O êxito de nossos irmãos portugueses nos mostrava que, em breve, seria a vez de nós brasileiros iniciarmos nossa jornada rumo à reconquista da liberdade e da democracia. Enquanto em Portugal desmontava-se o aparelho repressivo a partir de 1974, nós no Brasil ainda enfrentávamos as prisões políticas, os sequestros e assassinatos de operários, jornalistas e militantes, perpetrados pela ditadura.
Chico Buarque, cuja inigualável sensibilidade poética pudemos finalmente homenagear ontem na cerimónia de entrega do Prémio Camões, retratou esse momento na canção “Tanto Mar”, de 1975, que diz:

“Eu queria estar na festa, pá
Com a tua gente
E colher pessoalmente
Uma flor do seu jardim
Sei que há léguas a nos separar,
Tanto mar, tanto mar,
Sei também quanto é preciso, pá.
Navegar, navegar.”

Uma vez mais, Lula reforça a comparação entre Portugal e Brasil nessa época. Enquanto Portugal se democratizava, o Brasil ainda enfrentava a ditadura, com toda a sua repressão. O próprio Presidente brasileiro seria preso pela polícia política brasileira, ironicamente no mês de abril de 1980, pelo seu papel como presidente do Sindicato dos Metalúrgicos. Assim, não é de espantar que Lula queira colar a herança do combate ao Estado Novo em Portugal com o combate da esquerda brasileira durante a ditadura militar. E que destaque como em 1974 muitos brasileiros suspiravam para que algo semelhante ao 25 de Abril ocorresse no Brasil, evocando a música já tão citada ao longo desta visita de Estado: “Tanto Mar” de Chico Buarque, onde se diz que se queria “estar na festa, pá, com a tua gente”.

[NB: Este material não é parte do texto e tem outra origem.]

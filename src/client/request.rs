//! Invocation request types
//!
//! An InvocationRequest is built per submission, after the active schema has
//! been resolved and validated. Field values are strings at the wire
//! boundary; the optional attachment travels as a separate binary part.

use std::collections::BTreeMap;

use serde::{Deserialize, Serialize};

/// A binary file attached to an invocation (at most one)
#[derive(Debug, Clone, PartialEq, Eq, Serialize, Deserialize)]
pub struct Attachment {
    /// Original file name, forwarded to the backend
    pub file_name: String,
    /// Raw file contents
    pub bytes: Vec<u8>,
}

impl Attachment {
    /// Create a new attachment
    pub fn new(file_name: impl Into<String>, bytes: Vec<u8>) -> Self {
        Self {
            file_name: file_name.into(),
            bytes,
        }
    }

    /// Attachment size in bytes
    pub fn len(&self) -> usize {
        self.bytes.len()
    }

    /// Check if the attachment is empty
    pub fn is_empty(&self) -> bool {
        self.bytes.is_empty()
    }
}

/// One submission to the backend bot endpoint
#[derive(Debug, Clone, PartialEq, Eq, Serialize, Deserialize)]
pub struct InvocationRequest {
    /// Target tool id; determines the backend route
    pub tool_id: String,
    /// Active-schema field values, ordered by field name
    pub fields: BTreeMap<String, String>,
    /// Optional binary attachment
    pub attachment: Option<Attachment>,
}

impl InvocationRequest {
    /// Create a request without an attachment
    pub fn new(tool_id: impl Into<String>, fields: BTreeMap<String, String>) -> Self {
        Self {
            tool_id: tool_id.into(),
            fields,
            attachment: None,
        }
    }

    /// Attach a file
    pub fn with_attachment(mut self, attachment: Attachment) -> Self {
        self.attachment = Some(attachment);
        self
    }
}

A canção “Grândola, vila morena”, de José Afonso, também embalou a nossa luta no Brasil. Gradualmente, fomos ampliando a participação do povo na política. Passo a passo, revitalizamos o movimento sindical, construímos um partido de base popular, encerramos os governos militares, promulgamos nossa “Constituição Cidadã”, realizamos a primeira eleição direta para Presidente depois de 29 anos e, logo, elegemos o primeiro Presidente de origem operária e a primeira Presidenta de nossa História.
Ainda assim, a democracia no Brasil viveu recentemente momentos de grave ameaça. Saudosos do autoritarismo tentaram atrasar nosso relógio em 50 anos e reverter as liberdades que conquistamos desde a transição democrática. Os ataques foram constantes. Os irmãos portugueses assistiram a tudo, preocupados com a possibilidade de que o Brasil desse as costas ao mundo.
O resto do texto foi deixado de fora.